CRISPR–Cas adaptive immune systems capture DNA fragments from invading mobile genetic elements and integrate them into the host genome to provide a template for RNA-guided immunity¹. CRISPR systems maintain genome integrity and avoid autoimmunity by distinguishing between self and non-self, a process for which the CRISPR/Cas1–Cas2 integrase is necessary but not sufficient^2,3,4,5. In some microorganisms, the Cas4 endonuclease assists CRISPR adaptation^6,7, but many CRISPR–Cas systems lack Cas4⁸. Here we show here that an elegant alternative pathway in a type I-E system uses an internal DnaQ-like exonuclease (DEDDh) to select and process DNA for integration using the protospacer adjacent motif (PAM). The natural Cas1–Cas2/exonuclease fusion (trimmer-integrase) catalyses coordinated DNA capture, trimming and integration. Five cryo-electron microscopy structures of the CRISPR trimmer-integrase, visualized both before and during DNA integration, show how asymmetric processing generates size-defined, PAM-containing substrates. Before genome integration, the PAM sequence is released by Cas1 and cleaved by the exonuclease, marking inserted DNA as self and preventing aberrant CRISPR targeting of the host. Together, these data support a model in which CRISPR systems lacking Cas4 use fused or recruited^9,10 exonucleases for faithful acquisition of new CRISPR immune sequences.

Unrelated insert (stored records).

//! Low-level scanning substrate for the Nova lexer.
//!
//! Provides the two building blocks the scanner sits on:
//!
//! - [`SourceBuffer`]: copies the source into a sentinel-terminated,
//!   zero-padded buffer so the scanner can read ahead without per-byte
//!   bounds checks.
//! - [`Cursor`]: a [`Copy`] cursor over that buffer with one and two bytes
//!   of lookahead and memchr-accelerated skips for comment and string
//!   bodies.
//!
//! This crate is standalone by design: no `nova_*` dependencies, so
//! external tools can reuse it without pulling in the toolchain.

mod cursor;
mod source_buffer;

pub use cursor::Cursor;
pub use source_buffer::SourceBuffer;
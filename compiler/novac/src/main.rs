//! Nova compiler CLI.

use novac::commands::{info_file, lex_file};
use std::process::ExitCode;

fn main() -> ExitCode {
    tracing_subscriber::fmt()
        .with_env_filter(tracing_subscriber::EnvFilter::from_default_env())
        .with_writer(std::io::stderr)
        .init();

    let args: Vec<String> = std::env::args().collect();

    if args.len() < 2 {
        print_usage();
        return ExitCode::FAILURE;
    }

    match args[1].as_str() {
        "lex" => {
            if args.len() < 3 {
                eprintln!("Usage: nova lex <file.nova>");
                return ExitCode::FAILURE;
            }
            lex_file(&args[2])
        }
        "info" => {
            if args.len() < 3 {
                eprintln!("Usage: nova info <file.nova>");
                return ExitCode::FAILURE;
            }
            info_file(&args[2])
        }
        other => {
            eprintln!("error: unknown command `{other}`");
            print_usage();
            ExitCode::FAILURE
        }
    }
}

fn print_usage() {
    eprintln!("Nova compiler");
    eprintln!();
    eprintln!("Usage: nova <command> [args]");
    eprintln!();
    eprintln!("Commands:");
    eprintln!("  lex <file.nova>    Tokenize a source file and dump the token stream");
    eprintln!("  info <file.nova>   Show file metadata and a content preview");
}
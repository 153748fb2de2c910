//! Nova IR - shared data layer for the Nova toolchain.
//!
//! This crate contains the core data structures every later stage builds on:
//! - [`Span`] byte-offset source locations
//! - [`SourcePosition`] human-facing line/column positions
//! - [`Token`], [`TokenKind`] and [`TokenList`] for lexer output
//! - [`Node`] and [`NodeArena`] - the shared token/syntax-node shape the
//!   parser will allocate into
//! - [`Arena`] - the bump allocator whose bulk lifetime governs every
//!   buffer and string payload derived from one compilation
//!
//! # Design Philosophy
//!
//! - **Flatten everything**: no `Box<Node>`; child links are `NodeId(u32)`
//!   handles into one owning store per compilation unit.
//! - **Borrow, don't copy**: tokens keep non-owning views into the source
//!   buffer; text that must outlive the buffer is duplicated into the
//!   [`Arena`].
//! - **Bulk lifetime**: nothing allocated from an [`Arena`] is freed
//!   individually; the arena is reset or dropped as a whole.

/// Compile-time assertion that a type has a specific size.
///
/// Used to prevent accidental size regressions in frequently-allocated types.
#[macro_export]
macro_rules! static_assert_size {
    ($ty:ty, $size:expr) => {
        const _: [(); $size] = [(); ::std::mem::size_of::<$ty>()];
    };
}

mod arena;
mod node;
mod position;
mod span;
mod token;

pub use arena::Arena;
pub use node::{Node, NodeArena, NodeId, NodeKind, NodePayload, NodeRange};
pub use position::SourcePosition;
pub use span::Span;
pub use token::{Token, TokenKind, TokenList};
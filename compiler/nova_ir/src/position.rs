//! Line/column positions for human-facing diagnostics.

use std::fmt;

/// A 1-based line/column position in the source.
///
/// The scanner owns one mutable position and advances it as it consumes
/// bytes; each emitted token stores a copy taken at lexeme start. Later
/// advancement never changes an already-recorded position.
///
/// Both fields start at 1. A newline increments `line` and resets `column`
/// to 1; this convention is applied uniformly.
#[derive(Copy, Clone, Eq, PartialEq, Hash)]
pub struct SourcePosition {
    pub line: u32,
    pub column: u32,
}

impl SourcePosition {
    /// Position of the first byte of any source: line 1, column 1.
    pub const START: SourcePosition = SourcePosition { line: 1, column: 1 };

    /// Create a position at the given line and column.
    #[inline]
    pub const fn new(line: u32, column: u32) -> Self {
        SourcePosition { line, column }
    }

    /// Advance the column by `n` characters on the current line.
    #[inline]
    pub fn advance(&mut self, n: u32) {
        self.column += n;
    }

    /// Move to the start of the next line.
    #[inline]
    pub fn newline(&mut self) {
        self.line += 1;
        self.column = 1;
    }
}

impl Default for SourcePosition {
    fn default() -> Self {
        Self::START
    }
}

impl fmt::Debug for SourcePosition {
    fn fmt(&self, f: &mut fmt::Formatter<'_>) -> fmt::Result {
        write!(f, "{}:{}", self.line, self.column)
    }
}

impl fmt::Display for SourcePosition {
    fn fmt(&self, f: &mut fmt::Formatter<'_>) -> fmt::Result {
        write!(f, "{}:{}", self.line, self.column)
    }
}

#[cfg(test)]
mod tests {
    use super::*;

    #[test]
    fn starts_at_one_one() {
        let pos = SourcePosition::START;
        assert_eq!(pos.line, 1);
        assert_eq!(pos.column, 1);
        assert_eq!(SourcePosition::default(), pos);
    }

    #[test]
    fn advance_moves_column_only() {
        let mut pos = SourcePosition::START;
        pos.advance(3);
        assert_eq!(pos, SourcePosition::new(1, 4));
        pos.advance(1);
        assert_eq!(pos, SourcePosition::new(1, 5));
    }

    #[test]
    fn newline_resets_column_to_one() {
        let mut pos = SourcePosition::new(1, 17);
        pos.newline();
        assert_eq!(pos, SourcePosition::new(2, 1));
        pos.newline();
        assert_eq!(pos, SourcePosition::new(3, 1));
    }

    #[test]
    fn snapshot_is_independent_of_tracker() {
        let mut tracker = SourcePosition::START;
        tracker.advance(4);
        let snapshot = tracker;
        tracker.newline();
        tracker.advance(10);
        // the copy taken earlier is unaffected
        assert_eq!(snapshot, SourcePosition::new(1, 5));
    }

    #[test]
    fn displays_as_line_colon_column() {
        let pos = SourcePosition::new(12, 3);
        assert_eq!(format!("{pos}"), "12:3");
        assert_eq!(format!("{pos:?}"), "12:3");
    }
}
//! Token types for the Nova lexer.
//!
//! A token pairs a category with a non-owning view of its lexeme and the
//! position where the lexeme started. The source buffer must outlive every
//! token derived from it; the `'src` lifetime enforces this.

use super::{SourcePosition, Span};
use std::fmt;

/// Token categories for Nova.
///
/// Literal kinds, identifiers, one grouped category each for builtin type
/// names and access modifiers, one variant per keyword, one variant per
/// operator/punctuation symbol, and the `Unknown`/`End` sentinels.
#[derive(Copy, Clone, Eq, PartialEq, Hash, Debug)]
pub enum TokenKind {
    /// String literal: `"hello"` (lexeme includes the quotes)
    Str,
    /// Decimal integer literal: `42`, `1_000`, `10u8`
    Int,
    /// Hexadecimal integer literal: `0xFF`
    HexInt,
    /// Binary integer literal: `0b1010`
    BinInt,
    /// Float literal: `3.14`, `.5`
    Float,

    /// Identifier
    Ident,
    /// Builtin type name: `i8`..`u64`, `f32`, `f64`, `bool`, `void`
    Type,
    /// Access modifier: `public`, `private`, `protected`
    Modifier,

    // Keywords
    Let,
    Mutable,
    Return,
    If,
    Else,
    While,
    For,
    In,
    Break,
    Continue,
    Switch,
    Struct,
    Enum,
    Union,
    Family,
    Entity,

    // Operators
    Eq,       // =
    EqEq,     // ==
    NotEq,    // !=
    Plus,     // +
    Minus,    // -
    Star,     // *
    Slash,    // /
    Percent,  // %
    AmpAmp,   // &&
    PipePipe, // ||
    Gt,       // >
    Lt,       // <
    GtEq,     // >=
    LtEq,     // <=
    Bang,     // !
    Arrow,    // ->
    PlusEq,   // +=
    MinusEq,  // -=
    StarEq,   // *=
    SlashEq,  // /=

    // Punctuation
    LParen,    // (
    RParen,    // )
    LBrace,    // {
    RBrace,    // }
    LBracket,  // [
    RBracket,  // ]
    Comma,     // ,
    Colon,     // :
    Semicolon, // ;
    Dot,       // .
    Ellipsis,  // ...

    /// Unrecognized input; always paired with a lexical error.
    Unknown,
    /// End of input; always the last token of a completed scan.
    End,
}

impl TokenKind {
    /// Check if this kind is a reserved keyword (not a type or modifier).
    pub fn is_keyword(self) -> bool {
        matches!(
            self,
            TokenKind::Let
                | TokenKind::Mutable
                | TokenKind::Return
                | TokenKind::If
                | TokenKind::Else
                | TokenKind::While
                | TokenKind::For
                | TokenKind::In
                | TokenKind::Break
                | TokenKind::Continue
                | TokenKind::Switch
                | TokenKind::Struct
                | TokenKind::Enum
                | TokenKind::Union
                | TokenKind::Family
                | TokenKind::Entity
        )
    }

    /// Check if this kind is a literal.
    pub fn is_literal(self) -> bool {
        matches!(
            self,
            TokenKind::Str
                | TokenKind::Int
                | TokenKind::HexInt
                | TokenKind::BinInt
                | TokenKind::Float
        )
    }

    /// Check if this kind is an operator symbol.
    pub fn is_operator(self) -> bool {
        matches!(
            self,
            TokenKind::Eq
                | TokenKind::EqEq
                | TokenKind::NotEq
                | TokenKind::Plus
                | TokenKind::Minus
                | TokenKind::Star
                | TokenKind::Slash
                | TokenKind::Percent
                | TokenKind::AmpAmp
                | TokenKind::PipePipe
                | TokenKind::Gt
                | TokenKind::Lt
                | TokenKind::GtEq
                | TokenKind::LtEq
                | TokenKind::Bang
                | TokenKind::Arrow
                | TokenKind::PlusEq
                | TokenKind::MinusEq
                | TokenKind::StarEq
                | TokenKind::SlashEq
        )
    }

    /// Check if this kind is a punctuation/delimiter symbol.
    pub fn is_punctuation(self) -> bool {
        matches!(
            self,
            TokenKind::LParen
                | TokenKind::RParen
                | TokenKind::LBrace
                | TokenKind::RBrace
                | TokenKind::LBracket
                | TokenKind::RBracket
                | TokenKind::Comma
                | TokenKind::Colon
                | TokenKind::Semicolon
                | TokenKind::Dot
                | TokenKind::Ellipsis
        )
    }

    /// Short human-readable name for diagnostics and token dumps.
    pub fn describe(self) -> &'static str {
        match self {
            TokenKind::Str => "string",
            TokenKind::Int => "integer",
            TokenKind::HexInt => "hex integer",
            TokenKind::BinInt => "binary integer",
            TokenKind::Float => "float",
            TokenKind::Ident => "identifier",
            TokenKind::Type => "type name",
            TokenKind::Modifier => "access modifier",
            TokenKind::Let => "`let`",
            TokenKind::Mutable => "`mutable`",
            TokenKind::Return => "`return`",
            TokenKind::If => "`if`",
            TokenKind::Else => "`else`",
            TokenKind::While => "`while`",
            TokenKind::For => "`for`",
            TokenKind::In => "`in`",
            TokenKind::Break => "`break`",
            TokenKind::Continue => "`continue`",
            TokenKind::Switch => "`switch`",
            TokenKind::Struct => "`struct`",
            TokenKind::Enum => "`enum`",
            TokenKind::Union => "`union`",
            TokenKind::Family => "`family`",
            TokenKind::Entity => "`entity`",
            TokenKind::Eq => "`=`",
            TokenKind::EqEq => "`==`",
            TokenKind::NotEq => "`!=`",
            TokenKind::Plus => "`+`",
            TokenKind::Minus => "`-`",
            TokenKind::Star => "`*`",
            TokenKind::Slash => "`/`",
            TokenKind::Percent => "`%`",
            TokenKind::AmpAmp => "`&&`",
            TokenKind::PipePipe => "`||`",
            TokenKind::Gt => "`>`",
            TokenKind::Lt => "`<`",
            TokenKind::GtEq => "`>=`",
            TokenKind::LtEq => "`<=`",
            TokenKind::Bang => "`!`",
            TokenKind::Arrow => "`->`",
            TokenKind::PlusEq => "`+=`",
            TokenKind::MinusEq => "`-=`",
            TokenKind::StarEq => "`*=`",
            TokenKind::SlashEq => "`/=`",
            TokenKind::LParen => "`(`",
            TokenKind::RParen => "`)`",
            TokenKind::LBrace => "`{`",
            TokenKind::RBrace => "`}`",
            TokenKind::LBracket => "`[`",
            TokenKind::RBracket => "`]`",
            TokenKind::Comma => "`,`",
            TokenKind::Colon => "`:`",
            TokenKind::Semicolon => "`;`",
            TokenKind::Dot => "`.`",
            TokenKind::Ellipsis => "`...`",
            TokenKind::Unknown => "unknown",
            TokenKind::End => "end of input",
        }
    }
}

impl fmt::Display for TokenKind {
    fn fmt(&self, f: &mut fmt::Formatter<'_>) -> fmt::Result {
        f.write_str(self.describe())
    }
}

/// A classified token: category, lexeme view, byte span, and the
/// line/column position of the lexeme start.
///
/// Immutable once created. `text` points into the source buffer; the buffer
/// must outlive the token.
#[derive(Copy, Clone, Eq, PartialEq, Hash)]
pub struct Token<'src> {
    pub kind: TokenKind,
    pub text: &'src str,
    pub span: Span,
    pub pos: SourcePosition,
}

impl<'src> Token<'src> {
    #[inline]
    pub fn new(kind: TokenKind, text: &'src str, span: Span, pos: SourcePosition) -> Self {
        Token {
            kind,
            text,
            span,
            pos,
        }
    }
}

impl fmt::Debug for Token<'_> {
    fn fmt(&self, f: &mut fmt::Formatter<'_>) -> fmt::Result {
        write!(f, "{:?} {:?} @ {}", self.kind, self.text, self.pos)
    }
}

/// The scanner's output: a stable, randomly-indexable token sequence of
/// known length, ending in an [`End`](TokenKind::End) token.
///
/// A parser can be built against this independently; indices are stable
/// for the lifetime of the list.
#[derive(Clone, Default)]
pub struct TokenList<'src> {
    tokens: Vec<Token<'src>>,
}

impl<'src> TokenList<'src> {
    /// Create a new empty token list.
    #[inline]
    pub fn new() -> Self {
        TokenList { tokens: Vec::new() }
    }

    /// Create a token list with pre-allocated capacity.
    ///
    /// The scanner sizes this from the source length (roughly one token
    /// per four bytes of typical source).
    #[inline]
    pub fn with_capacity(capacity: usize) -> Self {
        TokenList {
            tokens: Vec::with_capacity(capacity),
        }
    }

    /// Append a token.
    #[inline]
    pub fn push(&mut self, token: Token<'src>) {
        self.tokens.push(token);
    }

    /// Number of tokens.
    #[inline]
    pub fn len(&self) -> usize {
        self.tokens.len()
    }

    /// Check if the list is empty.
    #[inline]
    pub fn is_empty(&self) -> bool {
        self.tokens.is_empty()
    }

    /// Get a token by index.
    #[inline]
    pub fn get(&self, index: usize) -> Option<&Token<'src>> {
        self.tokens.get(index)
    }

    /// The last token, if any. After a completed scan this is always
    /// the `End` token.
    #[inline]
    pub fn last(&self) -> Option<&Token<'src>> {
        self.tokens.last()
    }

    /// Iterate over the tokens in order.
    pub fn iter(&self) -> std::slice::Iter<'_, Token<'src>> {
        self.tokens.iter()
    }

    /// View the tokens as a slice.
    #[inline]
    pub fn as_slice(&self) -> &[Token<'src>] {
        &self.tokens
    }

    /// Sequence of kinds, for compact assertions.
    pub fn kinds(&self) -> Vec<TokenKind> {
        self.tokens.iter().map(|t| t.kind).collect()
    }
}

impl<'src> std::ops::Index<usize> for TokenList<'src> {
    type Output = Token<'src>;

    #[inline]
    fn index(&self, index: usize) -> &Token<'src> {
        &self.tokens[index]
    }
}

impl<'src, 'a> IntoIterator for &'a TokenList<'src> {
    type Item = &'a Token<'src>;
    type IntoIter = std::slice::Iter<'a, Token<'src>>;

    fn into_iter(self) -> Self::IntoIter {
        self.tokens.iter()
    }
}

impl fmt::Debug for TokenList<'_> {
    fn fmt(&self, f: &mut fmt::Formatter<'_>) -> fmt::Result {
        f.debug_list().entries(self.tokens.iter()).finish()
    }
}

#[cfg(test)]
mod tests {
    use super::*;

    fn dummy(kind: TokenKind, text: &str) -> Token<'_> {
        Token::new(kind, text, Span::DUMMY, SourcePosition::START)
    }

    #[test]
    fn kind_predicates_are_disjoint() {
        let all = [
            TokenKind::Str,
            TokenKind::Int,
            TokenKind::Ident,
            TokenKind::Type,
            TokenKind::Modifier,
            TokenKind::Let,
            TokenKind::EqEq,
            TokenKind::Semicolon,
            TokenKind::Unknown,
            TokenKind::End,
        ];
        for kind in all {
            let classes = [
                kind.is_keyword(),
                kind.is_literal(),
                kind.is_operator(),
                kind.is_punctuation(),
            ];
            assert!(
                classes.iter().filter(|&&c| c).count() <= 1,
                "{kind:?} belongs to more than one class"
            );
        }
    }

    #[test]
    fn keywords_are_keywords() {
        assert!(TokenKind::Let.is_keyword());
        assert!(TokenKind::Entity.is_keyword());
        assert!(!TokenKind::Type.is_keyword());
        assert!(!TokenKind::Modifier.is_keyword());
        assert!(!TokenKind::Ident.is_keyword());
    }

    #[test]
    fn describe_covers_symbols() {
        assert_eq!(TokenKind::Arrow.describe(), "`->`");
        assert_eq!(TokenKind::Ellipsis.describe(), "`...`");
        assert_eq!(format!("{}", TokenKind::Ident), "identifier");
    }

    #[test]
    fn token_list_random_access() {
        let mut list = TokenList::new();
        list.push(dummy(TokenKind::Let, "let"));
        list.push(dummy(TokenKind::Ident, "x"));
        list.push(dummy(TokenKind::End, ""));

        assert_eq!(list.len(), 3);
        assert_eq!(list[1].text, "x");
        assert_eq!(list.get(2).map(|t| t.kind), Some(TokenKind::End));
        assert!(list.get(3).is_none());
        assert_eq!(list.last().map(|t| t.kind), Some(TokenKind::End));
    }

    #[test]
    fn token_list_kinds_sequence() {
        let mut list = TokenList::new();
        list.push(dummy(TokenKind::Int, "1"));
        list.push(dummy(TokenKind::Plus, "+"));
        list.push(dummy(TokenKind::Int, "2"));
        assert_eq!(
            list.kinds(),
            vec![TokenKind::Int, TokenKind::Plus, TokenKind::Int]
        );
    }

    #[test]
    fn token_is_immutable_snapshot() {
        let src = String::from("let");
        let tok = Token::new(
            TokenKind::Let,
            &src,
            Span::new(0, 3),
            SourcePosition::new(1, 1),
        );
        // a copy keeps the same view and location
        let copy = tok;
        assert_eq!(copy, tok);
        assert_eq!(copy.text, "let");
        assert_eq!(copy.pos, SourcePosition::new(1, 1));
    }
}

CRISPR–Cas 适应性免疫系统从入侵的移动遗传元件中捕获 DNA 片段，并将其整合到宿主基因组中，为 RNA 引导的免疫提供模板¹。CRISPR 系统通过区分自身和非自身来维持基因组完整性并避免自身免疫，对于这一过程，CRISPR/Cas1–Cas2 整合酶是必要的，但还不够^2,3,4,5。在一些微生物中，Cas4 核酸内切酶协助 CRISPR 适应^6,7，但许多 CRISPR-Cas 系统缺乏 Cas4 ⁸。在这里，我们展示了 IE 型系统中的一个优雅的替代途径，使用内部 DnaQ 样核酸外切酶 (DEDDh) 来选择和处理 DNA，以便使用原型间隔子相邻基序 (PAM) 进行整合。天然的 Cas1-Cas2/核酸外切酶融合（修剪整合酶）催化协调 DNA 捕获、修剪和整合。CRISPR 修剪整合酶的五个冷冻电子显微镜结构在 DNA 整合之前和整合过程中进行可视化，显示了不对称处理如何生成尺寸限定的、含有 PAM 的底物。在基因组整合之前，PAM 序列由 Cas1 释放并被核酸外切酶切割，将插入的 DNA 标记为自身，并防止 CRISPR 靶向宿主的异常。总之，这些数据支持一个模型，其中缺乏 Cas4 的 CRISPR 系统使用融合或招募^9,10用于忠实获取新 CRISPR 免疫序列的核酸外切酶。